Aquestive’s total revenue declined 5.4% year-over-year to $12.81 million in Q3 2025. Manufacturing and supply revenue rose to $11.5 million, driven by growth in Sympazan and Suboxone. However, co-development and research fees dropped 38.6% to $0.3 million, and license and royalty revenue fell 52% to $1.04 million. The company attributed the overall revenue decline to the phasing out of legacy products and competitive pressures.
Earnings/Net Income
The net loss deepened to $0.14 per share in Q3 2025, a 7.7% widening from the $0.13 per share loss in Q3 2024. Total losses increased to $15.45 million, reflecting higher operating expenses and lower revenue. The EPS performance underscored the company’s ongoing financial strain as it invests in regulatory and commercial readiness for Anaphylm.
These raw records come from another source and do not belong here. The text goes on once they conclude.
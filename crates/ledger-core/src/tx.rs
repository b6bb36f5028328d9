//! Transactions under the UTXO model.
//!
//! Locking is a plain string comparison between an output's address and the
//! spender's address. It is a placeholder for signatures, not a security
//! mechanism.

use crate::constants::COINBASE_REWARD;
use crate::error::IntegrityError;
use crate::Hash;
use serde::{Deserialize, Serialize};
use sha2::{Digest, Sha256};

/// Output index carried by the coinbase input, which spends nothing.
pub const COINBASE_OUT_INDEX: i64 = -1;

/// A reference to one output of one transaction.
#[derive(Clone, Copy, Debug, PartialEq, Eq, PartialOrd, Ord, Hash)]
pub struct OutPoint {
    pub txid: Hash,
    pub index: u32,
}

#[derive(Clone, Debug, PartialEq, Eq, Serialize, Deserialize)]
pub struct TxOutput {
    pub value: u64,
    pub lock_address: String,
}

impl TxOutput {
    pub fn new(value: u64, lock_address: impl Into<String>) -> Self {
        Self {
            value,
            lock_address: lock_address.into(),
        }
    }

    pub fn is_locked_to(&self, address: &str) -> bool {
        self.lock_address == address
    }
}

#[derive(Clone, Debug, PartialEq, Eq, Serialize, Deserialize)]
pub struct TxInput {
    /// `None` only for the coinbase input.
    pub txid: Option<Hash>,
    pub out_index: i64,
    pub unlock_token: String,
}

impl TxInput {
    pub fn spending(outpoint: OutPoint, unlock_token: impl Into<String>) -> Self {
        Self {
            txid: Some(outpoint.txid),
            out_index: i64::from(outpoint.index),
            unlock_token: unlock_token.into(),
        }
    }

    pub fn can_unlock(&self, address: &str) -> bool {
        self.unlock_token == address
    }

    /// The output this input consumes, if it consumes one.
    pub fn outpoint(&self) -> Option<OutPoint> {
        let txid = self.txid?;
        let index = u32::try_from(self.out_index).ok()?;
        Some(OutPoint { txid, index })
    }
}

#[derive(Clone, Debug, PartialEq, Eq, Serialize, Deserialize)]
pub struct Transaction {
    pub id: Hash,
    pub inputs: Vec<TxInput>,
    pub outputs: Vec<TxOutput>,
}

impl Transaction {
    /// Builds a transaction and assigns its content-addressed id.
    pub fn new(inputs: Vec<TxInput>, outputs: Vec<TxOutput>) -> Result<Self, IntegrityError> {
        let mut tx = Self {
            id: [0u8; 32],
            inputs,
            outputs,
        };
        tx.id = tx.compute_id()?;
        Ok(tx)
    }

    /// Issues the fixed block reward to `recipient`. An empty memo becomes
    /// `"Coins to <recipient>"`.
    pub fn coinbase(recipient: &str, memo: &str) -> Result<Self, IntegrityError> {
        let memo = if memo.is_empty() {
            format!("Coins to {recipient}")
        } else {
            memo.to_string()
        };
        let input = TxInput {
            txid: None,
            out_index: COINBASE_OUT_INDEX,
            unlock_token: memo,
        };
        Self::new(vec![input], vec![TxOutput::new(COINBASE_REWARD, recipient)])
    }

    /// SHA-256 of the bincode encoding of the transaction with its id left out.
    pub fn compute_id(&self) -> Result<Hash, IntegrityError> {
        let preimage = bincode::serialize(&(&self.inputs, &self.outputs))?;
        Ok(Sha256::digest(&preimage).into())
    }

    pub fn is_coinbase(&self) -> bool {
        matches!(
            self.inputs.as_slice(),
            [only] if only.txid.is_none() && only.out_index == COINBASE_OUT_INDEX
        )
    }

    /// Outputs paired with their index, in order.
    pub fn indexed_outputs(&self) -> impl Iterator<Item = (u32, &TxOutput)> + '_ {
        (0u32..).zip(self.outputs.iter())
    }

    /// Outputs consumed by this transaction. Empty for a coinbase.
    pub fn spent_outpoints(&self) -> impl Iterator<Item = OutPoint> + '_ {
        let coinbase = self.is_coinbase();
        self.inputs
            .iter()
            .filter(move |_| !coinbase)
            .filter_map(TxInput::outpoint)
    }
}
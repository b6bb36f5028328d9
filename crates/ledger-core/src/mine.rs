use crate::constants::MINING_BATCH;
use crate::pow::ProofOfWork;
use crate::{Block, Hash, Transaction};
use rayon::prelude::*;
use std::time::Instant;
use tracing::{debug, info};

/// Searches nonces from 0 upward in batches of [`MINING_BATCH`], each batch
/// spread across the rayon pool. `find_first` keeps the result identical to a
/// sequential scan: the smallest satisfying nonce wins.
pub fn search_nonce(pow: &ProofOfWork, deadline: Option<Instant>) -> Option<(u64, Hash)> {
    search_from(pow, 0, deadline)
}

fn search_from(pow: &ProofOfWork, mut start: u64, deadline: Option<Instant>) -> Option<(u64, Hash)> {
    loop {
        if deadline.is_some_and(|d| Instant::now() >= d) {
            debug!(tried = start, "mining deadline reached");
            return None;
        }
        let end = start.saturating_add(MINING_BATCH);
        let found = (start..end)
            .into_par_iter()
            .find_first(|nonce| pow.is_valid_nonce(*nonce));
        if let Some(nonce) = found {
            return Some((nonce, pow.hash_with_nonce(nonce)));
        }
        if end == u64::MAX {
            // the half-open batches stop short of the last nonce
            return pow
                .is_valid_nonce(u64::MAX)
                .then(|| (u64::MAX, pow.hash_with_nonce(u64::MAX)));
        }
        start = end;
    }
}

/// Assembles a block over `transactions` linked to `previous_hash` and mines it.
/// Returns `None` if `deadline` passes first.
pub fn mine_block(
    transactions: Vec<Transaction>,
    previous_hash: Option<Hash>,
    deadline: Option<Instant>,
) -> Option<Block> {
    let mut block = Block::unmined(transactions, previous_hash);
    let pow = ProofOfWork::new(&block);
    let started = Instant::now();
    let (nonce, hash) = search_nonce(&pow, deadline)?;
    block.nonce = nonce;
    block.hash = hash;

    info!(
        nonce,
        txs = block.transactions.len(),
        elapsed_ms = started.elapsed().as_millis() as u64,
        "mined block {}",
        hex::encode(hash)
    );
    Some(block)
}
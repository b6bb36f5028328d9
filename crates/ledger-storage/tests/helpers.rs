#![allow(dead_code)]

use std::fs;

use ledger_core::Chain;
use ledger_storage::sled_store::SledStore;
use std::sync::Arc;
use tempfile::{tempdir, TempDir};

pub fn create_temp_dir() -> (TempDir, std::path::PathBuf) {
    // Create a temporary directory for the sled database
    let temp_dir = tempdir().expect("Failed to create temp dir");
    let db_path = temp_dir.path().join("blocks");
    (temp_dir, db_path)
}

pub fn create_temp_store() -> (TempDir, Arc<SledStore>) {
    let (temp_dir, db_path) = create_temp_dir();
    let store = SledStore::open(&db_path).expect("Failed to open SledStore");
    (temp_dir, Arc::new(store))
}

pub fn create_temp_chain(address: &str) -> (TempDir, Chain<SledStore>) {
    let (temp_dir, store) = create_temp_store();
    let chain = Chain::initialize(store, address).expect("Failed to create chain");
    (temp_dir, chain)
}

pub fn teardown(temp_dir: TempDir) {
    let db_path = temp_dir.path().to_path_buf();
    temp_dir.close().expect("Failed to delete temp dir");
    let _ = fs::remove_dir_all(&db_path);
    // Verify the directory is removed
    assert!(!db_path.exists(), "Database directory should be removed");
}
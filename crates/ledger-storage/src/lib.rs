pub mod sled_store;

pub use sled_store::SledStore;

use ledger_core::{Chain, LedgerResult};
use std::path::Path;
use std::sync::Arc;

/// Creates a new chain in the sled directory at `path`, paying the genesis
/// reward to `address`.
pub fn create_chain<P: AsRef<Path>>(path: P, address: &str) -> LedgerResult<Chain<SledStore>> {
    let store = SledStore::open(path)?;
    Chain::initialize(Arc::new(store), address)
}

/// Opens the chain persisted at `path`. A missing directory is `NotFound`.
pub fn open_chain<P: AsRef<Path>>(path: P) -> LedgerResult<Chain<SledStore>> {
    let store = SledStore::open_existing(path)?;
    Chain::open(Arc::new(store))
}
Post-Earnings Price Action Review
Following the earnings release, AQST’s stock price edged down 1.32% on the day, declined 7.41% in the week, and gained 0.50% month-to-date. The mixed performance reflected investor caution around the widening losses despite positive regulatory developments.
CEO Commentary
Daniel Barber emphasized Anaphylm’s progress, with the NDA on track for the January 31, 2026 PDUFA date and preparations for a Q1 2026 U.S. launch. He also highlighted expanded patent protection for Anaphylm through 2037, global regulatory advancements, and strategic equity financing. The CEO expressed confidence in the company’s ability to execute its mission despite near-term financial challenges.
Guidance
Aquestive provided full-year 2025 guidance of $44–$50 million in revenue and a non-GAAP adjusted EBITDA loss of $47–$51 million. The company reiterated its PDUFA goal date for Anaphylm and outlined plans to submit an IND for AQST-108 in Q4 2025, with clinical trials expected in H1 2026.
Additional News
Aquestive announced leadership changes to support its growth strategy, appointing Matthew Davis, M.D., RPh, as Chief Development Officer, and Gary Slatko, M.D., as interim Chief Medical Officer. The company also expanded its patent estate for Anaphylm with two new patents extending protection through 2037. These moves aim to bolster regulatory readiness and long-term commercial potential.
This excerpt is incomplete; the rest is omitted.